Constant limits of integral: ∭D dxdydz/(x+y+z+1)^3, where D={x>0,y>0,z>0,x+y+z<2}

Question

What are the constant limits (obtained through change of variables) of the integral:

$$\iiint\limits_D \frac{dx \ dy \ dz}{(x+y+z+1)^3}, \quad \text{where} \; \; D=\left\{x>0,y>0,z>0,x+y+z<2 \right\}$$

I am supposed to use the 'triplequad' command in MATLAB to solve the above integral. To be correctly executed the triplequad command requires the bonds to be constant, so they cannot depend on variables.

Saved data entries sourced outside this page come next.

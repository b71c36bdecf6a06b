// End-to-end pass tests
// Runs the replace and undo passes through the runner over a temp tree

mod common;

use common::{relative_to_cwd, setup_db, write_file, Tree};
use std::fs;
use std::os::unix::fs::symlink;
use std::path::Path;
use symlinkerr::config::WatchDirectory;
use symlinkerr::model::{MatchPolicy, TargetDirectory};
use symlinkerr::runner::Runner;
use symlinkerr::Error;

fn is_symlink(path: &Path) -> bool {
    fs::symlink_metadata(path).unwrap().file_type().is_symlink()
}

#[tokio::test]
async fn test_duplicate_becomes_symlink() {
    let db = setup_db().await;
    let tree = Tree::new();
    let watched = write_file(&tree.watch, "docs/a.bin", b"duplicate content");
    let target = write_file(&tree.target_a, "a.bin", b"duplicate content");
    let unique = write_file(&tree.watch, "unique.bin", b"nothing like it");
    let config = tree.config();

    let report = Runner::new(&db, &config).replace_with_symlinks().await.unwrap();

    assert_eq!(report.replaced, 1);
    assert_eq!(report.examined, 2);
    assert_eq!(report.failed(), 0);
    assert!(is_symlink(&watched));
    assert_eq!(fs::read_link(&watched).unwrap(), target);
    assert!(!is_symlink(&unique));
    assert!(!is_symlink(&target));
    assert_eq!(db.catalog_len().await.unwrap(), 1);
}

#[tokio::test]
async fn test_second_pass_is_a_no_op() {
    let db = setup_db().await;
    let tree = Tree::new();
    let watched = write_file(&tree.watch, "a.bin", b"duplicate content");
    write_file(&tree.target_a, "a.bin", b"duplicate content");
    let config = tree.config();
    let runner = Runner::new(&db, &config);

    assert_eq!(runner.replace_with_symlinks().await.unwrap().replaced, 1);
    let rows = db.changelog().await.unwrap().len();

    let report = runner.replace_with_symlinks().await.unwrap();
    assert_eq!(report.replaced, 0);
    assert_eq!(report.examined, 0);
    assert!(is_symlink(&watched));
    assert_eq!(db.changelog().await.unwrap().len(), rows);
}

#[tokio::test]
async fn test_better_priority_wins() {
    let db = setup_db().await;
    let tree = Tree::new();
    let watched = write_file(&tree.watch, "a.bin", b"duplicate content");
    let preferred = write_file(&tree.target_a, "a.bin", b"duplicate content");
    write_file(&tree.target_b, "a.bin", b"duplicate content");
    let config = tree.config();

    Runner::new(&db, &config).replace_with_symlinks().await.unwrap();

    assert_eq!(fs::read_link(&watched).unwrap(), preferred);
}

#[tokio::test]
async fn test_falls_back_after_hash_mismatch() {
    let db = setup_db().await;
    let tree = Tree::new();
    let watched = write_file(&tree.watch, "a.bin", b"duplicate content");
    let decoy = write_file(&tree.target_a, "a.bin", b"different content");
    let fallback = write_file(&tree.target_b, "a.bin", b"duplicate content");
    let config = tree.config();

    let report = Runner::new(&db, &config).replace_with_symlinks().await.unwrap();

    assert_eq!(report.replaced, 1);
    assert_eq!(fs::read_link(&watched).unwrap(), fallback);
    assert!(!is_symlink(&decoy));
    // Both candidates were hashed in priority order
    let decoy_hash = db.get_hash_entry(&decoy.to_string_lossy()).await.unwrap();
    let fallback_hash = db.get_hash_entry(&fallback.to_string_lossy()).await.unwrap();
    assert!(decoy_hash.is_some());
    assert!(fallback_hash.is_some());
}

#[tokio::test]
async fn test_dry_run_reports_without_changing() {
    let db = setup_db().await;
    let tree = Tree::new();
    let watched = write_file(&tree.watch, "a.bin", b"duplicate content");
    let target = write_file(&tree.target_a, "a.bin", b"duplicate content");
    let mut config = tree.config();
    config.replacer.dry_run = true;

    let report = Runner::new(&db, &config).replace_with_symlinks().await.unwrap();

    assert_eq!(report.dry_run, 1);
    assert_eq!(report.replaced, 0);
    assert!(!is_symlink(&watched));
    let changes: Vec<_> = report.changes.iter().collect();
    assert_eq!(
        changes,
        vec![format!(
            "Would have replaced {} with a symlink to {}",
            watched.display(),
            target.display()
        )]
    );
    assert!(db.changelog().await.unwrap().is_empty());
}

#[tokio::test]
async fn test_filename_policy_ignores_size() {
    let db = setup_db().await;
    let tree = Tree::new();
    let watched = write_file(&tree.watch, "a.bin", b"short");
    write_file(&tree.target_a, "a.bin", b"much longer content");
    let mut config = tree.config();
    config.finder.find_candidates_by = MatchPolicy::Filename;
    config.checker.check_hash = false;

    let report = Runner::new(&db, &config).replace_with_symlinks().await.unwrap();

    assert_eq!(report.replaced, 1);
    assert!(is_symlink(&watched));
}

#[tokio::test]
async fn test_overlapping_directories_never_self_link() {
    let db = setup_db().await;
    let tree = Tree::new();
    let shared = write_file(&tree.target_a, "a.bin", b"only copy");
    let mut config = tree.config();
    config.finder.directories.watch_directories = vec![WatchDirectory {
        dir: tree.target_a.clone(),
    }];

    let report = Runner::new(&db, &config).replace_with_symlinks().await.unwrap();

    assert_eq!(report.replaced, 0);
    assert!(!is_symlink(&shared));
    assert_eq!(fs::read(&shared).unwrap(), b"only copy");
}

#[tokio::test]
async fn test_one_failing_file_does_not_stop_the_pass() {
    let db = setup_db().await;
    let tree = Tree::new();
    let blocked = write_file(&tree.watch, "a.bin", b"first duplicate");
    write_file(&tree.watch, "a.bin.bak", b"unrelated backup");
    let free = write_file(&tree.watch, "b.bin", b"second duplicate");
    write_file(&tree.target_a, "a.bin", b"first duplicate");
    write_file(&tree.target_a, "b.bin", b"second duplicate");
    let mut config = tree.config();
    config.replacer.add_suffix_instead_of_deleting = true;

    let report = Runner::new(&db, &config).replace_with_symlinks().await.unwrap();

    assert_eq!(report.replaced, 1);
    assert_eq!(report.failed(), 1);
    assert_eq!(report.failures[0].path, blocked);
    assert!(!is_symlink(&blocked));
    assert!(is_symlink(&free));
}

#[tokio::test]
async fn test_fatal_error_aborts_the_pass() {
    let db = setup_db().await;
    let tree = Tree::new();
    let watched = write_file(&tree.watch, "a.bin", b"duplicate content");
    write_file(&tree.target_a, "a.bin", b"duplicate content");
    let mut config = tree.config();
    config.replacer.add_suffix_instead_of_deleting = true;
    config.replacer.suffix = ".tmp".to_string();

    let err = Runner::new(&db, &config).replace_with_symlinks().await.unwrap_err();

    assert!(matches!(err, Error::SuffixCollision { .. }));
    assert!(!is_symlink(&watched));
}

#[tokio::test]
async fn test_undo_restores_only_links_into_targets() {
    let db = setup_db().await;
    let tree = Tree::new();
    let target = write_file(&tree.target_a, "a.bin", b"target content");
    let outside = write_file(tree.root(), "elsewhere/b.bin", b"outside content");
    let inner = tree.undo.join("a.bin");
    let outer = tree.undo.join("b.bin");
    symlink(&target, &inner).unwrap();
    symlink(&outside, &outer).unwrap();
    let config = tree.config();

    let report = Runner::new(&db, &config).replace_with_content().await.unwrap();

    assert_eq!(report.replaced, 1);
    assert_eq!(report.examined, 1);
    assert!(!is_symlink(&inner));
    assert_eq!(fs::read(&inner).unwrap(), b"target content");
    assert!(is_symlink(&outer));
    assert!(!is_symlink(&target));
}

#[tokio::test]
async fn test_undo_everything_when_not_limited_to_targets() {
    let db = setup_db().await;
    let tree = Tree::new();
    let outside = write_file(tree.root(), "elsewhere/b.bin", b"outside content");
    let link = tree.undo.join("b.bin");
    symlink(&outside, &link).unwrap();
    let mut config = tree.config();
    config.finder.only_undo_symlinks_to_target_directories = false;

    let report = Runner::new(&db, &config).replace_with_content().await.unwrap();

    assert_eq!(report.replaced, 1);
    assert!(!is_symlink(&link));
    assert_eq!(fs::read(&link).unwrap(), b"outside content");
}

#[tokio::test]
async fn test_replace_then_undo_restores_content() {
    let db = setup_db().await;
    let tree = Tree::new();
    let watched = write_file(&tree.watch, "a.bin", b"duplicate content");
    write_file(&tree.target_a, "a.bin", b"duplicate content");
    let mut config = tree.config();
    config.finder.directories.undo_all_symlinks_directories = vec![WatchDirectory {
        dir: tree.watch.clone(),
    }];
    let runner = Runner::new(&db, &config);

    assert_eq!(runner.replace_with_symlinks().await.unwrap().replaced, 1);
    assert!(is_symlink(&watched));

    assert_eq!(runner.replace_with_content().await.unwrap().replaced, 1);
    assert!(!is_symlink(&watched));
    assert_eq!(fs::read(&watched).unwrap(), b"duplicate content");
    assert!(db.unfinished_steps().await.unwrap().is_empty());
}

#[tokio::test]
async fn test_relative_directories_produce_readable_links() {
    let db = setup_db().await;
    let tree = Tree::in_working_dir();
    let watched = write_file(&tree.watch, "a.bin", b"duplicate content");
    let target = write_file(&tree.target_a, "a.bin", b"duplicate content");
    let mut config = tree.config();
    let dirs = &mut config.finder.directories;
    dirs.watch_directories = vec![WatchDirectory {
        dir: relative_to_cwd(&tree.watch),
    }];
    dirs.symlink_target_directories = vec![TargetDirectory {
        dir: relative_to_cwd(&tree.target_a),
        priority: 1,
    }];
    dirs.undo_all_symlinks_directories = vec![WatchDirectory {
        dir: relative_to_cwd(&tree.watch),
    }];
    let runner = Runner::new(&db, &config);

    assert_eq!(runner.replace_with_symlinks().await.unwrap().replaced, 1);
    assert!(is_symlink(&watched));
    let link = fs::read_link(&watched).unwrap();
    assert!(link.is_absolute());
    assert_eq!(link, target);
    assert_eq!(fs::read(&watched).unwrap(), b"duplicate content");

    // The absolute link still counts as pointing into the relative target directory
    assert_eq!(runner.replace_with_content().await.unwrap().replaced, 1);
    assert!(!is_symlink(&watched));
    assert_eq!(fs::read(&watched).unwrap(), b"duplicate content");
}

#[tokio::test]
async fn test_operator_commands() {
    let db = setup_db().await;
    let tree = Tree::new();
    write_file(&tree.watch, "a.bin", b"duplicate content");
    write_file(&tree.target_a, "a.bin", b"duplicate content");
    let config = tree.config();
    let runner = Runner::new(&db, &config);

    runner.replace_with_symlinks().await.unwrap();
    assert_eq!(runner.changelog(false).await.unwrap().len(), 4);
    assert!(runner.changelog(true).await.unwrap().is_empty());

    runner.clear_changelog().await.unwrap();
    assert!(runner.changelog(false).await.unwrap().is_empty());

    let cached = tree.target_a.join("a.bin");
    assert!(db.get_hash_entry(&cached.to_string_lossy()).await.unwrap().is_some());
    runner.clear_hashes().await.unwrap();
    assert!(db.get_hash_entry(&cached.to_string_lossy()).await.unwrap().is_none());
}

I believe the key lies in changing the variables but this is new to me so I was wondering if someone could lend me a helping hand!

Thanks in advance!

Answer 1

$\displaystyle{% {\cal I}\left(\mu\right) \equiv \int\int\int_{D_{\mu}} {{\rm d}x\,{\rm d}y\,{\rm d}z \over \left(x + y + z + 1\right)^{3}}\,, \qquad D_{\mu} \equiv \left\{\left(x,y,z\right)\ \ni\ x, y, z>0\,;\ x + y + z < \mu\right\}}$

We'll calculate ${\cal I}\left(2\right)$.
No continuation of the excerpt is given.